(Records from a dataset)
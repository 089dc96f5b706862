// Copyright (c) 2026 ALAS Technology. MIT License.
// See LICENSE for details.

//! # CAIRN Protocol — Core Library
//!
//! This is the beating heart of CAIRN: a dual-track settlement protocol
//! for tokenized real-world assets, built for the world where custody
//! lives at regulated institutions and the ledger has to reconcile with
//! it, not the other way around.
//!
//! CAIRN takes a pragmatic stance: custodians report flows instead of
//! proving them (because T-bills do not emit Merkle proofs), settlement
//! waits out a guardian cooldown (because a lying relayer is a when, not
//! an if), and every holding is a virtual balance until a batch settles
//! (because wire transfers do not clear in one block).
//!
//! ## Architecture
//!
//! The protocol is split into modules that mirror the actual concerns of
//! an asset-tokenization network:
//!
//! - **ids** — Content-derived identifiers. Deterministic, re-derivable.
//! - **registry** — Assets, vaults, and role-based authorization.
//! - **token** — The issued-token ledger: mint, burn, transfer.
//! - **batch** — Settlement batches, frozen pricing, redemption receivers.
//! - **router** — Virtual balances, baselines, and the settlement state
//!   machine (propose → cooldown → execute, guardian cancel).
//! - **state** — The composed core state and the backing report.
//! - **adapter** — Custody adapters that second-source reported totals.
//! - **events** — The protocol event log; one record per operation.
//! - **storage** — sled-backed journal, versioned snapshots, replay.
//! - **config** — Protocol constants and network parameters.
//!
//! ## Design Philosophy
//!
//! 1. Correctness over performance (but we're still fast).
//! 2. Supply is sacred: issued tokens never exceed custody baselines.
//! 3. Every state transition is an event; replay rebuilds the world.
//! 4. If it touches money, it has tests. Plural.

pub mod adapter;
pub mod batch;
pub mod config;
pub mod events;
pub mod ids;
pub mod registry;
pub mod router;
pub mod state;
pub mod storage;
pub mod token;
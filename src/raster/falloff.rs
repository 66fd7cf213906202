use tracing::trace;

use crate::math::raster_2d::PixelPoint;
use crate::math::Point2;

use super::{BorderPolyline, OpacityMask};

/// The linear falloff band between a shape polyline and its offset border.
///
/// Sample `i` of the curve is joined to sample `i` of the border, or to the
/// first drawable border sample after a skipped loop.
#[derive(Debug)]
pub struct FalloffBand<'a> {
    curve: &'a [Point2],
    border: &'a BorderPolyline,
}

impl<'a> FalloffBand<'a> {
    #[must_use]
    pub fn new(curve: &'a [Point2], border: &'a BorderPolyline) -> Self {
        Self { curve, border }
    }

    /// Draws the band into `mask`, keeping the larger of the existing and
    /// the new opacity at every pixel. Returns the number of segments drawn.
    pub fn draw(&self, mask: &mut OpacityMask) -> usize {
        let n = self.curve.len().min(self.border.len());
        let border = self.border.points();
        let mut redirect: Option<usize> = None;
        let mut previous: Option<(Point2, Point2)> = None;
        let mut drawn = 0;

        for i in 0..n {
            if redirect == Some(i) {
                redirect = None;
            }
            let target = match redirect {
                Some(t) => t,
                None => {
                    let t = self.border.resolve(i);
                    if t != i {
                        redirect = Some(t);
                    }
                    t
                }
            };

            let segment = (self.curve[i], border[target]);
            if previous == Some(segment) {
                continue;
            }
            previous = Some(segment);
            draw_gradient(mask, segment.0, segment.1);
            drawn += 1;
        }

        trace!(segments = drawn, samples = n, "drew falloff band");
        drawn
    }
}

/// Writes a ramp from opacity 1 at `from` down toward 0 at `to`.
///
/// Steps longer than one pixel also cover the four edge neighbors so
/// adjacent diagonal ramps leave no holes and the band has the same width
/// on every side of the shape.
#[allow(
    clippy::cast_possible_truncation,
    clippy::cast_precision_loss,
    clippy::cast_sign_loss
)]
fn draw_gradient(mask: &mut OpacityMask, from: Point2, to: Point2) {
    let d = to - from;
    let len = d.norm().floor() as usize + 1;
    let start = PixelPoint::containing(from);
    let spill = len > 1;
    for k in 0..len {
        let t = k as f64 / len as f64;
        let x = start.x + (d.x * t).trunc() as i64;
        let y = start.y + (d.y * t).trunc() as i64;
        let opacity = (1.0 - t) as f32;
        mask.raise(x, y, opacity);
        if spill {
            for (dx, dy) in [(-1, 0), (1, 0), (0, -1), (0, 1)] {
                mask.raise(x + dx, y + dy, opacity);
            }
        }
    }
}
pub mod error;
pub mod geometry;
pub mod mask;
pub mod math;
pub mod operations;
pub mod raster;

pub use error::{CurveMaskError, Result};
pub use mask::{CurveMask, DistortTransform, Identity, MaskParams};
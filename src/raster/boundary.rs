use crate::math::raster_2d::PixelPoint;
use crate::math::Point2;

use super::{MaskRect, OpacityMask};

/// A maximal stretch of consecutive outline samples on one scanline.
#[derive(Debug, Clone, Copy, PartialEq, Eq)]
struct RowRun {
    y: i64,
    entry: i64,
    exit: i64,
}

/// Scanline crossings and outline pixels of a closed polyline.
///
/// Every row run of the outline contributes one crossing where the outline
/// passes through the row, and two where it turns back vertically (a local
/// minimum or maximum in y), so each scanline sees an even crossing count.
#[derive(Debug, Clone)]
pub struct BoundaryMarks {
    rect: MaskRect,
    crossings: Vec<u32>,
    outline: Vec<bool>,
}

/// Collapses a closed pixel outline into cyclic row runs.
fn row_runs(pixels: &[PixelPoint]) -> Vec<RowRun> {
    let mut runs: Vec<RowRun> = Vec::new();
    for p in pixels {
        match runs.last_mut() {
            Some(run) if run.y == p.y => run.exit = p.x,
            _ => runs.push(RowRun {
                y: p.y,
                entry: p.x,
                exit: p.x,
            }),
        }
    }
    if runs.len() > 1 && runs[0].y == runs[runs.len() - 1].y {
        if let Some(last) = runs.pop() {
            runs[0].entry = last.entry;
        }
    }
    runs
}

/// Inserts one-pixel runs on the rows skipped between consecutive runs.
#[allow(clippy::cast_possible_truncation, clippy::cast_precision_loss)]
fn fill_row_gaps(runs: &[RowRun]) -> Vec<RowRun> {
    let m = runs.len();
    let mut out = Vec::with_capacity(m);
    for (k, &a) in runs.iter().enumerate() {
        out.push(a);
        let b = runs[(k + 1) % m];
        let dy = b.y - a.y;
        let steps = dy.abs();
        for s in 1..steps {
            let x = a.exit + ((b.entry - a.exit) as f64 * s as f64 / steps as f64).round() as i64;
            out.push(RowRun {
                y: a.y + s * dy.signum(),
                entry: x,
                exit: x,
            });
        }
    }
    out
}

impl BoundaryMarks {
    /// Marks the closed outline `curve` inside `rect`.
    #[must_use]
    pub fn new(curve: &[Point2], rect: MaskRect) -> Self {
        let mut marks = Self {
            rect,
            crossings: vec![0; rect.area()],
            outline: vec![false; rect.area()],
        };
        let pixels: Vec<PixelPoint> = curve.iter().map(|p| PixelPoint::containing(*p)).collect();
        for p in &pixels {
            marks.mark_outline(p.x, p.y);
        }

        let runs = fill_row_gaps(&row_runs(&pixels));
        let m = runs.len();
        for (k, run) in runs.iter().enumerate() {
            marks.mark_outline(run.entry, run.y);
            if m == 1 {
                marks.add_crossing(run.entry, run.y);
                marks.add_crossing(run.exit, run.y);
                continue;
            }
            let prev = runs[(k + m - 1) % m];
            let next = runs[(k + 1) % m];
            let incoming = (run.y - prev.y).signum();
            let outgoing = (next.y - run.y).signum();
            marks.add_crossing(run.entry, run.y);
            if incoming != outgoing {
                marks.add_crossing(run.exit, run.y);
            }
        }
        marks
    }

    fn mark_outline(&mut self, x: i64, y: i64) {
        if let Some(i) = self.rect.index(x, y) {
            self.outline[i] = true;
        }
    }

    fn add_crossing(&mut self, x: i64, y: i64) {
        if let Some(i) = self.rect.index(x, y) {
            self.crossings[i] += 1;
        }
    }

    /// The rectangle the marks cover.
    #[must_use]
    pub fn rect(&self) -> MaskRect {
        self.rect
    }

    /// Fills the enclosed region by the even-odd rule.
    ///
    /// Outline pixels and pixels inside the outline get opacity 1, all
    /// others 0. The result depends on the marks only.
    #[must_use]
    pub fn fill(&self) -> OpacityMask {
        let mut mask = OpacityMask::new(self.rect);
        for row in 0..self.rect.height {
            let base = row * self.rect.width;
            let mut inside = false;
            for col in 0..self.rect.width {
                let i = base + col;
                if self.crossings[i] % 2 == 1 {
                    inside = !inside;
                }
                if inside || self.crossings[i] > 0 || self.outline[i] {
                    mask.data[i] = 1.0;
                }
            }
        }
        mask
    }
}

About this task:
Your answer must be the lines above from the one containing "let segment = (self.curve[i], border[target]);" to the one containing "pub mod raster;", both included, restated word for word.

Exercise result:
            let segment = (self.curve[i], border[target]);
            if previous == Some(segment) {
                continue;
            }
            previous = Some(segment);
            draw_gradient(mask, segment.0, segment.1);
            drawn += 1;
        }

        trace!(segments = drawn, samples = n, "drew falloff band");
        drawn
    }
}

/// Writes a ramp from opacity 1 at `from` down toward 0 at `to`.
///
/// Steps longer than one pixel also cover the four edge neighbors so
/// adjacent diagonal ramps leave no holes and the band has the same width
/// on every side of the shape.
#[allow(
    clippy::cast_possible_truncation,
    clippy::cast_precision_loss,
    clippy::cast_sign_loss
)]
fn draw_gradient(mask: &mut OpacityMask, from: Point2, to: Point2) {
    let d = to - from;
    let len = d.norm().floor() as usize + 1;
    let start = PixelPoint::containing(from);
    let spill = len > 1;
    for k in 0..len {
        let t = k as f64 / len as f64;
        let x = start.x + (d.x * t).trunc() as i64;
        let y = start.y + (d.y * t).trunc() as i64;
        let opacity = (1.0 - t) as f32;
        mask.raise(x, y, opacity);
        if spill {
            for (dx, dy) in [(-1, 0), (1, 0), (0, -1), (0, 1)] {
                mask.raise(x + dx, y + dy, opacity);
            }
        }
    }
}
pub mod error;
pub mod geometry;
pub mod mask;
pub mod math;
pub mod operations;
pub mod raster;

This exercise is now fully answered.